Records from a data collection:
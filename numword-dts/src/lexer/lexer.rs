use logos::{Lexer as LogosLexer, Logos};

use super::Token;
use crate::error::DtsError;

pub struct Lexer<'a> {
    inner: LogosLexer<'a, Token>,
    current_line: usize,
    /// Input offset up to which newlines are already counted
    counted_to: usize,
    pub input: &'a str,
}

impl<'a> Lexer<'a> {
    pub fn new(input: &'a str) -> Self {
        Self {
            inner: Token::lexer(input),
            current_line: 1,
            counted_to: 0,
            input,
        }
    }

    /// Next token; afterwards `current_line` is the line the token starts on
    pub fn next_token(&mut self) -> Result<Option<Token>, DtsError> {
        match self.inner.next() {
            Some(Ok(token)) => {
                self.advance_line_to(self.inner.span().start);
                Ok(Some(token))
            }
            Some(Err(())) => {
                let span = self.inner.span();
                self.advance_line_to(span.start);
                let text = &self.input[span];
                let message = if text.starts_with("/*") {
                    "Unterminated block comment".to_string()
                } else {
                    format!("Unexpected token: '{}'", text)
                };
                Err(DtsError::Parse {
                    line: self.current_line,
                    message,
                })
            }
            None => Ok(None),
        }
    }

    // Counts newlines in skipped text and inside the previous token
    fn advance_line_to(&mut self, pos: usize) {
        self.current_line += self.input[self.counted_to..pos].matches('\n').count();
        self.counted_to = pos;
    }

    pub fn current_line(&self) -> usize {
        self.current_line
    }

    pub fn collect_all(mut self) -> Result<Vec<Token>, DtsError> {
        let mut tokens = Vec::new();
        while let Some(token) = self.next_token()? {
            tokens.push(token);
        }
        Ok(tokens)
    }
}
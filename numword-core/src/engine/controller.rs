//! Activation state machine of a single num-word instance

use log::debug;

use super::config::NumWordConfig;
use super::event::BehaviorResult;
use super::state::InstanceState;
use crate::host::Keymap;

/// One configured num-word behavior and its runtime state
#[derive(Debug, Clone)]
pub struct NumWordInstance {
    config: NumWordConfig,
    state: InstanceState,
}

impl NumWordInstance {
    /// Creates an inactive instance
    pub fn new(config: NumWordConfig) -> Self {
        Self {
            config,
            state: InstanceState::new(),
        }
    }

    pub fn config(&self) -> &NumWordConfig {
        &self.config
    }

    pub fn is_active(&self) -> bool {
        self.state.is_active()
    }

    /// Turn num-word on, activating the configured layer first.
    /// Repeated calls activate the layer again.
    pub fn activate(&mut self, keymap: &mut impl Keymap) {
        if let Some(layer) = self.config.layer {
            keymap.layer_activate(layer);
        }
        self.state.active = true;
    }

    /// Turn num-word off, deactivating the configured layer first
    pub fn deactivate(&mut self, keymap: &mut impl Keymap) {
        if let Some(layer) = self.config.layer {
            keymap.layer_deactivate(layer);
        }
        self.state.active = false;
    }

    /// Binding press toggles the instance
    pub fn on_binding_pressed(&mut self, keymap: &mut impl Keymap) -> BehaviorResult {
        if self.state.active {
            debug!("Num-word toggled off");
            self.deactivate(keymap);
        } else {
            debug!("Num-word toggled on");
            self.activate(keymap);
        }
        BehaviorResult::Opaque
    }

    /// Binding release never changes state
    pub fn on_binding_released(&mut self) -> BehaviorResult {
        BehaviorResult::Opaque
    }
}
use super::ast::*;
use crate::error::DtsError;
use crate::lexer::{Lexer, Token};

pub struct Parser<'a> {
    lexer: Lexer<'a>,
    tokens: Vec<(Token, usize)>,
    pos: usize,
}

impl<'a> Parser<'a> {
    pub fn new(input: &'a str) -> Self {
        Self {
            lexer: Lexer::new(input),
            tokens: Vec::new(),
            pos: 0,
        }
    }

    pub fn parse(&mut self) -> Result<DtsFile, DtsError> {
        // Lexer errors surface before any structural error
        self.tokens.clear();
        while let Some(token) = self.lexer.next_token()? {
            self.tokens.push((token, self.lexer.current_line()));
        }
        self.pos = 0;

        let mut ast = DtsFile::new();

        while let Some(token) = self.current() {
            match token {
                Token::Slash => {
                    let line = self.line();
                    self.advance();
                    let (properties, children) = self.parse_node_body()?;
                    ast.nodes.push(Node {
                        label: None,
                        name: "/".to_string(),
                        properties,
                        children,
                        line,
                    });
                }
                Token::Ampersand => {
                    let line = self.line();
                    self.advance();
                    let label = self.expect_identifier("label after '&'")?;
                    let (properties, children) = self.parse_node_body()?;
                    ast.overrides.push(NodeOverride {
                        label,
                        properties,
                        children,
                        line,
                    });
                }
                Token::Identifier(_) => {
                    let node = self.parse_node()?;
                    ast.nodes.push(node);
                }
                _ => return Err(self.unexpected("node")),
            }
        }

        Ok(ast)
    }

    fn current(&self) -> Option<&Token> {
        self.tokens.get(self.pos).map(|(token, _)| token)
    }

    fn peek(&self, offset: usize) -> Option<&Token> {
        self.tokens.get(self.pos + offset).map(|(token, _)| token)
    }

    fn line(&self) -> usize {
        self.tokens
            .get(self.pos)
            .or_else(|| self.tokens.last())
            .map_or(1, |(_, line)| *line)
    }

    fn advance(&mut self) {
        self.pos += 1;
    }

    fn unexpected(&self, expected: &str) -> DtsError {
        let message = match self.current() {
            Some(token) => format!("Expected {}, found {:?}", expected, token),
            None => format!("Expected {}, found end of input", expected),
        };
        DtsError::Parse {
            line: self.line(),
            message,
        }
    }

    fn expect(&mut self, expected: Token) -> Result<(), DtsError> {
        if self.current() != Some(&expected) {
            return Err(self.unexpected(&format!("{:?}", expected)));
        }
        self.advance();
        Ok(())
    }

    fn expect_identifier(&mut self, what: &str) -> Result<String, DtsError> {
        match self.current() {
            Some(Token::Identifier(name)) => {
                let name = name.clone();
                self.advance();
                Ok(name)
            }
            _ => Err(self.unexpected(what)),
        }
    }

    /// `[label:] name { ... };`
    fn parse_node(&mut self) -> Result<Node, DtsError> {
        let line = self.line();
        let first = self.expect_identifier("node name")?;

        let (label, name) = if self.current() == Some(&Token::Colon) {
            self.advance();
            (Some(first), self.expect_identifier("node name after label")?)
        } else {
            (None, first)
        };

        let (properties, children) = self.parse_node_body()?;
        Ok(Node {
            label,
            name,
            properties,
            children,
            line,
        })
    }

    /// `{ (property | node)* };`
    fn parse_node_body(&mut self) -> Result<(Vec<Property>, Vec<Node>), DtsError> {
        self.expect(Token::LBrace)?;

        let mut properties = Vec::new();
        let mut children = Vec::new();

        loop {
            match self.current() {
                Some(Token::RBrace) => break,
                Some(Token::Identifier(_)) => {
                    let is_node = matches!(self.peek(1), Some(Token::Colon) | Some(Token::LBrace));
                    if is_node {
                        children.push(self.parse_node()?);
                    } else {
                        properties.push(self.parse_property()?);
                    }
                }
                _ => return Err(self.unexpected("property, child node or '}'")),
            }
        }

        self.expect(Token::RBrace)?;
        self.expect(Token::Semicolon)?;
        Ok((properties, children))
    }

    /// `name;` or `name = value, value;`
    fn parse_property(&mut self) -> Result<Property, DtsError> {
        let line = self.line();
        let name = self.expect_identifier("property name")?;
        let mut values = Vec::new();

        if self.current() == Some(&Token::Equals) {
            self.advance();
            values.push(self.parse_value()?);
            while self.current() == Some(&Token::Comma) {
                self.advance();
                values.push(self.parse_value()?);
            }
        }

        self.expect(Token::Semicolon)?;
        Ok(Property { name, values, line })
    }

    fn parse_value(&mut self) -> Result<PropertyValue, DtsError> {
        match self.current() {
            Some(Token::String(s)) => {
                let s = s.clone();
                self.advance();
                Ok(PropertyValue::String(s))
            }
            Some(Token::LAngle) => {
                self.advance();
                let mut cells = Vec::new();
                while self.current() != Some(&Token::RAngle) {
                    let line = self.line();
                    let cell = self.parse_cell()?;
                    cells.push(CellEntry { cell, line });
                }
                self.advance();
                Ok(PropertyValue::Cells(cells))
            }
            _ => Err(self.unexpected("string or '<'")),
        }
    }

    fn parse_cell(&mut self) -> Result<Cell, DtsError> {
        match self.current() {
            Some(Token::Number(Some(n))) => {
                let n = *n;
                self.advance();
                Ok(Cell::Number(n))
            }
            Some(Token::Number(None)) => Err(DtsError::Parse {
                line: self.line(),
                message: "Integer literal out of range".to_string(),
            }),
            Some(Token::Ampersand) => {
                self.advance();
                Ok(Cell::Reference(self.expect_identifier("label after '&'")?))
            }
            Some(Token::Identifier(_)) => {
                let name = self.expect_identifier("identifier")?;
                if self.current() == Some(&Token::LParen) {
                    self.advance();
                    let inner = self.parse_expression()?;
                    self.expect(Token::RParen)?;
                    Ok(Cell::Call(name, Box::new(inner)))
                } else {
                    Ok(Cell::Identifier(name))
                }
            }
            Some(Token::LParen) => {
                self.advance();
                let inner = self.parse_expression()?;
                self.expect(Token::RParen)?;
                Ok(inner)
            }
            _ => Err(self.unexpected("cell value")),
        }
    }

    /// `cell ('|' cell)*`
    fn parse_expression(&mut self) -> Result<Cell, DtsError> {
        let mut terms = vec![self.parse_cell()?];
        while self.current() == Some(&Token::Pipe) {
            self.advance();
            terms.push(self.parse_cell()?);
        }

        if terms.len() == 1 {
            Ok(terms.remove(0))
        } else {
            Ok(Cell::Or(terms))
        }
    }
}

Task prompt
Wherever "configured" appears in a line of the entries, copy that line.

Solution to this task
/// One configured num-word behavior and its runtime state
    /// Turn num-word on, activating the configured layer first.
    /// Turn num-word off, deactivating the configured layer first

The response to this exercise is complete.